В этом году ставят «Макбета». Корделия играет служанку, а также солдата в финальной сцене битвы. На этот раз ей придется принести из дома автомобильный клетчатый плед. Ей повезло, потому что у нее есть и килт – старая тартановая юбка Утры, оставшаяся еще с тех пор, когда та ходила в частную школу для девочек. Кроме этих ролей, Корделия выполняет обязанности ассистента по реквизиту. Она прибирает реквизит после каждого представления и раскладывает по порядку – всегда в одной и той же последовательности, чтобы актеры могли, не думая, схватить нужную вещь за кулисами и бежать на сцену.

Репетиции длятся три дня, и Корделия очень возбуждена. Я это чувствую по тому, как она курит одну сигарету за другой по дороге из школы, по ее наигранной скуке и по небрежности, с которой она время от времени упоминает настоящих профессиональных актеров, называя их по имени. Младшие актрисы, говорит она, очень старательно шутят. Они называют трех вещих сестер «Три вещи», а Корделию – «беломордой»[9] и угрожают подбросить ей в кофе «лягушиное бедро и совиное перо»[10]. Они уверяют, что речь леди Макбет «Прочь, проклятое пятно!» обращена к ее собаке, которую зовут Пятно и которая только что нагадила на ковер. Корделия рассказывает, что настоящие актеры никогда не произносят название «Макбет» вслух, потому что это приносит несчастье. Вместо этого они говорят просто «Шотландская пьеса».

– Но ты его только что произнесла, – говорю я.

– Что?

– «Макбет».

Корделия замирает посреди тротуара.

– О боже! И правда.

Она притворяется, что ей смешно, но на самом деле выбита из колеи.

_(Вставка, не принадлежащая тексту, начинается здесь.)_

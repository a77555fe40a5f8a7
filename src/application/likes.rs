//! Mod likes.
//!
//! The durable `mods.likes` column is adjusted inside the like insert/delete
//! transaction; the flag cache is written through afterwards.

use std::sync::Arc;
use std::time::Duration;

use thiserror::Error;
use tokio::time::timeout;
use tracing::{info, warn};

use crate::application::counts::CountAccessor;
use crate::application::flags::{FlagCache, FlagError};
use crate::application::repos::{ModRelationsRepo, RelationCommit, RepoError};
use crate::domain::types::{CounterColumn, Relation, ResourceId, ResourceType, UserId};

#[derive(Debug, Error)]
pub enum LikeError {
    #[error("mod {mod_id} is already liked")]
    AlreadyLiked { mod_id: ResourceId },
    #[error("mod {mod_id} is not liked")]
    NotLiked { mod_id: ResourceId },
    #[error("mod {mod_id} not found")]
    ModNotFound { mod_id: ResourceId },
    #[error(transparent)]
    Flag(#[from] FlagError),
    #[error(transparent)]
    Repo(#[from] RepoError),
    #[error("like request timed out")]
    Timeout,
}

pub struct ModLikeService {
    relations: Arc<dyn ModRelationsRepo>,
    flags: Arc<FlagCache>,
    counts: Arc<CountAccessor>,
    request_timeout: Duration,
}

impl ModLikeService {
    pub fn new(
        relations: Arc<dyn ModRelationsRepo>,
        flags: Arc<FlagCache>,
        counts: Arc<CountAccessor>,
        request_timeout: Duration,
    ) -> Self {
        Self {
            relations,
            flags,
            counts,
            request_timeout,
        }
    }

    pub async fn like_mod(&self, user: UserId, mod_id: ResourceId) -> Result<(), LikeError> {
        timeout(self.request_timeout, self.like_inner(user, mod_id))
            .await
            .map_err(|_| LikeError::Timeout)?
    }

    pub async fn unlike_mod(&self, user: UserId, mod_id: ResourceId) -> Result<(), LikeError> {
        timeout(self.request_timeout, self.unlike_inner(user, mod_id))
            .await
            .map_err(|_| LikeError::Timeout)?
    }

    pub async fn like_status(&self, user: UserId, mod_id: ResourceId) -> Result<bool, LikeError> {
        timeout(
            self.request_timeout,
            self.flags.check_flag(Relation::Like, user, mod_id),
        )
        .await
        .map_err(|_| LikeError::Timeout)?
        .map_err(LikeError::from)
    }

    async fn like_inner(&self, user: UserId, mod_id: ResourceId) -> Result<(), LikeError> {
        if self.flags.check_flag(Relation::Like, user, mod_id).await? {
            return Err(LikeError::AlreadyLiked { mod_id });
        }

        let commit = match self
            .relations
            .create_relation(Relation::Like, user, mod_id)
            .await
        {
            Ok(commit) => commit,
            Err(RepoError::Duplicate { .. }) => {
                // Another request won the race; the cached "0" is stale.
                self.flags.set_flag(Relation::Like, user, mod_id).await?;
                return Err(LikeError::AlreadyLiked { mod_id });
            }
            Err(RepoError::NotFound) | Err(RepoError::InvalidInput { .. }) => {
                return Err(LikeError::ModNotFound { mod_id });
            }
            Err(err) => return Err(err.into()),
        };

        self.refresh_likes_baseline(mod_id, commit).await;
        self.flags.set_flag(Relation::Like, user, mod_id).await?;
        info!(
            target = "modverse::application::likes",
            user, mod_id, "Mod liked"
        );
        Ok(())
    }

    async fn unlike_inner(&self, user: UserId, mod_id: ResourceId) -> Result<(), LikeError> {
        if !self.flags.check_flag(Relation::Like, user, mod_id).await? {
            return Err(LikeError::NotLiked { mod_id });
        }

        let Some(commit) = self
            .relations
            .delete_relation(Relation::Like, user, mod_id)
            .await?
        else {
            self.flags.clear_flag(Relation::Like, user, mod_id).await?;
            return Err(LikeError::NotLiked { mod_id });
        };

        self.refresh_likes_baseline(mod_id, commit).await;
        self.flags.clear_flag(Relation::Like, user, mod_id).await?;
        info!(
            target = "modverse::application::likes",
            user, mod_id, "Mod unliked"
        );
        Ok(())
    }

    /// Overwrite the cached likes baseline with the committed value, so a
    /// cold read that loaded the pre-commit value cannot install it later.
    async fn refresh_likes_baseline(&self, mod_id: ResourceId, commit: RelationCommit) {
        if let Some(likes) = commit.counter {
            match self
                .counts
                .set_baseline(ResourceType::Mod, mod_id, CounterColumn::Likes, likes)
                .await
            {
                Ok(()) => return,
                Err(err) => warn!(
                    target = "modverse::application::likes",
                    mod_id,
                    error = %err,
                    "Failed to store committed likes baseline"
                ),
            }
        }
        if let Err(err) = self
            .counts
            .invalidate_baseline(ResourceType::Mod, mod_id, CounterColumn::Likes)
            .await
        {
            warn!(
                target = "modverse::application::likes",
                mod_id,
                error = %err,
                "Failed to invalidate cached likes baseline"
            );
        }
    }
}
use thiserror::Error;

#[derive(Debug, Error)]
pub enum DomainError {
    #[error("unknown resource type `{token}`")]
    UnknownResource { token: String },
    #[error("unknown counter column `{token}`")]
    UnknownColumn { token: String },
    #[error("`{resource}` has no counter column `{column}`")]
    ColumnNotOwned {
        resource: &'static str,
        column: &'static str,
    },
}
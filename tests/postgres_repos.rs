use std::collections::HashSet;

use modverse::application::repos::{CounterColumnsRepo, CounterUpdate, ModRelationsRepo, RepoError};
use modverse::domain::types::{CounterColumn, Relation, ResourceType};
use modverse::infra::db::PostgresRepositories;
use sqlx::PgPool;

async fn insert_mod(pool: &PgPool, likes: i64) -> i64 {
    sqlx::query_scalar("INSERT INTO mods (name, likes) VALUES ('sample', $1) RETURNING id")
        .bind(likes)
        .fetch_one(pool)
        .await
        .expect("insert mod")
}

#[sqlx::test(migrations = "./migrations")]
async fn relation_indexes_exist(pool: PgPool) {
    let rows: Vec<String> = sqlx::query_scalar(
        "SELECT indexname FROM pg_indexes WHERE schemaname = 'public' AND tablename IN ('mod_likes', 'mod_favorites', 'mod_versions')",
    )
    .fetch_all(&pool)
    .await
    .expect("fetch relation indexes");

    let indexes: HashSet<String> = rows.into_iter().collect();
    for name in [
        "mod_likes_mod_id_idx",
        "mod_favorites_mod_id_idx",
        "mod_versions_mod_id_idx",
    ] {
        assert!(indexes.contains(name), "missing {name}");
    }
}

#[sqlx::test(migrations = "./migrations")]
async fn write_counters_sets_absolute_values(pool: PgPool) {
    let repos = PostgresRepositories::new(pool.clone());
    let mod_id = insert_mod(&pool, 10).await;

    repos
        .write_counters(
            ResourceType::Mod,
            mod_id,
            &[
                CounterUpdate {
                    column: CounterColumn::Likes,
                    value: 12,
                },
                CounterUpdate {
                    column: CounterColumn::TotalDownloads,
                    value: 3,
                },
            ],
        )
        .await
        .expect("write counters");

    let likes = repos
        .read_counter(ResourceType::Mod, mod_id, CounterColumn::Likes)
        .await
        .expect("read likes");
    let downloads = repos
        .read_counter(ResourceType::Mod, mod_id, CounterColumn::TotalDownloads)
        .await
        .expect("read downloads");

    assert_eq!(likes, Some(12));
    assert_eq!(downloads, Some(3));
}

#[sqlx::test(migrations = "./migrations")]
async fn missing_rows_read_as_none_and_fail_writes(pool: PgPool) {
    let repos = PostgresRepositories::new(pool);

    let value = repos
        .read_counter(ResourceType::Mod, 404, CounterColumn::Likes)
        .await
        .expect("read missing row");
    assert_eq!(value, None);

    let err = repos
        .write_counters(
            ResourceType::Mod,
            404,
            &[CounterUpdate {
                column: CounterColumn::Likes,
                value: 1,
            }],
        )
        .await
        .unwrap_err();
    assert!(matches!(err, RepoError::NotFound));
}

#[sqlx::test(migrations = "./migrations")]
async fn foreign_columns_are_rejected(pool: PgPool) {
    let repos = PostgresRepositories::new(pool);

    let err = repos
        .read_counter(ResourceType::ModVersion, 1, CounterColumn::Likes)
        .await
        .unwrap_err();
    assert!(matches!(err, RepoError::InvalidInput { .. }));
}

#[sqlx::test(migrations = "./migrations")]
async fn like_rows_move_the_likes_column(pool: PgPool) {
    let repos = PostgresRepositories::new(pool.clone());
    let mod_id = insert_mod(&pool, 10).await;

    let commit = repos
        .create_relation(Relation::Like, 7, mod_id)
        .await
        .expect("create like");
    assert_eq!(commit.counter, Some(11));
    assert!(
        repos
            .relation_exists(Relation::Like, 7, mod_id)
            .await
            .expect("exists")
    );

    let err = repos
        .create_relation(Relation::Like, 7, mod_id)
        .await
        .unwrap_err();
    assert!(matches!(err, RepoError::Duplicate { .. }));

    let likes = repos
        .read_counter(ResourceType::Mod, mod_id, CounterColumn::Likes)
        .await
        .expect("read likes");
    assert_eq!(likes, Some(11));

    let commit = repos
        .delete_relation(Relation::Like, 7, mod_id)
        .await
        .expect("delete like");
    assert_eq!(commit.map(|commit| commit.counter), Some(Some(10)));
    assert!(
        repos
            .delete_relation(Relation::Like, 7, mod_id)
            .await
            .expect("delete missing like")
            .is_none()
    );

    let likes = repos
        .read_counter(ResourceType::Mod, mod_id, CounterColumn::Likes)
        .await
        .expect("read likes");
    assert_eq!(likes, Some(10));
}

#[sqlx::test(migrations = "./migrations")]
async fn favorites_leave_counters_alone(pool: PgPool) {
    let repos = PostgresRepositories::new(pool.clone());
    let mod_id = insert_mod(&pool, 10).await;

    let commit = repos
        .create_relation(Relation::Favorite, 7, mod_id)
        .await
        .expect("create favorite");
    assert_eq!(commit.counter, None);

    let likes = repos
        .read_counter(ResourceType::Mod, mod_id, CounterColumn::Likes)
        .await
        .expect("read likes");
    assert_eq!(likes, Some(10));
}

#[sqlx::test(migrations = "./migrations")]
async fn relation_for_unknown_mod_is_invalid_input(pool: PgPool) {
    let repos = PostgresRepositories::new(pool);

    let err = repos
        .create_relation(Relation::Favorite, 7, 404)
        .await
        .unwrap_err();
    assert!(matches!(err, RepoError::InvalidInput { .. }));
}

В конце пьесы Макдуфф отрубает Макбету голову и выносит ее на сцену. Роль головы играет кочан капусты, завернутый в белое посудное полотенце; Макдуфф бросает голову оземь, и она падает, издавая впечатляющий звучный стук, будто настоящая голова из костей и плоти. Во всяком случае, так происходило на репетициях. Но в ночь перед первым представлением – а всего их было запланировано три – Корделия видит, что кочан начал загнивать; он размяк, подмокает и воняет квашеной капустой. Она заменяет его на свежий.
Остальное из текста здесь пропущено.